Application Insights is used by many organisations for logging, recording telemetry and leveraging it to detect and diagnose exceptions and application performance issues. Some of the core telemetry types it provides are:
- Trace (logging)
- Simple Telemetry
Out of the Box Telemetry
So how can we leverage Application Insights (AI) if we are using Mule? Great news! We can take some of the out of the box AI functionality to send logging (trace and exception telemetry) to AI without barely lifting a finger. We can also send JMX metrics with some lightweight configuration. Juicy low hanging fruit!
Microsoft provide an easy to use log4j appender for app insights. I won’t go into the detail here. It’s pretty straightforward, and will either appear as trace or exception types depending on the severity level. Added bonus: Any custom properties that you have in the context of your logging gets propagated seamlessly to AI.
Any JMX metrics you want to send to AI is as easy as configuring the performance counters in the ApplicationInsights.xml config.
Mule is no different, and sending common Mule counters such as average processing time or the number of processed events can be done with config similar to the below snippet. Historical data for our JMX beans – tick.
<PerformanceCounters> <Jmx> <Add objectName="Mule.azureconnectorapp:type=Flow,name="azureconnectorappFlow"" attribute="AverageProcessingTime" displayName="Mule - Flow Avg Processing Time" /> <Add objectName="Mule.azureconnectorapp:type=Flow,name="azureconnectorappFlow"" attribute="ProcessedEvents" displayName="Mule - Flow Number of Processed Event" /> </Jmx> </PerformanceCounters>
Custom Connector Time
The basic functionality gives us a lot without too much effort, but what if we want fine grained control? Drum roll. Introducing the Application Insights custom connector, complete with purple lightbulb icon. The processors are aligned with the core telemetry types that Application Insights provides.
Allows for simple logging messages to be sent to AI, along with specified severity level. Any custom properties may also be provided.
Allows for simple telemetry for a single name-value pair, metric. Ideal for storing simple counters.
Track an event. In its simplest form this just means providing the event name. This can be useful for providing simple counters in AI as to how often a specific type of event has occurred. Additionally both properties and metrics may also be supplied to give richer insights into the event.

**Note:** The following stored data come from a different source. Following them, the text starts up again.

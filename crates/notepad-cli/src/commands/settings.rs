use notepad_core::db::SlotRepository;
use notepad_core::reminder::NotificationCenter;
use notepad_core::{Notebook, SettingValue};

use crate::error::CliError;

pub fn run_settings_list<S, N>(notebook: &Notebook<S, N>, as_json: bool) -> Result<(), CliError>
where
    S: SlotRepository,
    N: NotificationCenter,
{
    if as_json {
        println!("{}", serde_json::to_string_pretty(notebook.settings())?);
    } else {
        for (key, value) in notebook.settings() {
            println!("{key} = {value}");
        }
    }
    Ok(())
}

pub fn run_settings_get<S, N>(notebook: &Notebook<S, N>, key: &str) -> Result<SettingValue, CliError>
where
    S: SlotRepository,
    N: NotificationCenter,
{
    let value = notebook
        .settings()
        .get(key)
        .cloned()
        .ok_or_else(|| CliError::SettingNotFound(key.to_string()))?;
    println!("{value}");
    Ok(value)
}

pub async fn run_settings_set<S, N>(
    notebook: &mut Notebook<S, N>,
    key: &str,
    raw_value: &str,
) -> Result<SettingValue, CliError>
where
    S: SlotRepository,
    N: NotificationCenter,
{
    let key = key.trim();
    if key.is_empty() {
        return Err(CliError::EmptySettingKey);
    }

    let value = SettingValue::parse(raw_value);
    notebook.set_setting(key, value.clone()).await?;
    println!("{key} = {value}");
    Ok(value)
}

pub async fn run_settings_unset<S, N>(notebook: &mut Notebook<S, N>, key: &str) -> Result<(), CliError>
where
    S: SlotRepository,
    N: NotificationCenter,
{
    if notebook.remove_setting(key).await?.is_none() {
        return Err(CliError::SettingNotFound(key.to_string()));
    }
    println!("Removed {key}");
    Ok(())
}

Unsurprisingly, this processor sends the exception telemetry to AI. As with track event, the developer has the option of providing extra properties and metrics.
Track HTTP Request
Thus far, the request processor has not been created (not that it won’t be). This is due to the fact I was seeking to provide a simple hook for implicitly and transparently sending http request telemetry, whenever Mule makes an outbound HTTP request, rather than use an explicit processor. To this end I have leveraged Mule server notifications.
So there ya go. With very little effort, useful application telemetry can be pushed to Application Insights from your Mule application and greater control over the telemetry can be achieved via MuleSoft’s DevKit.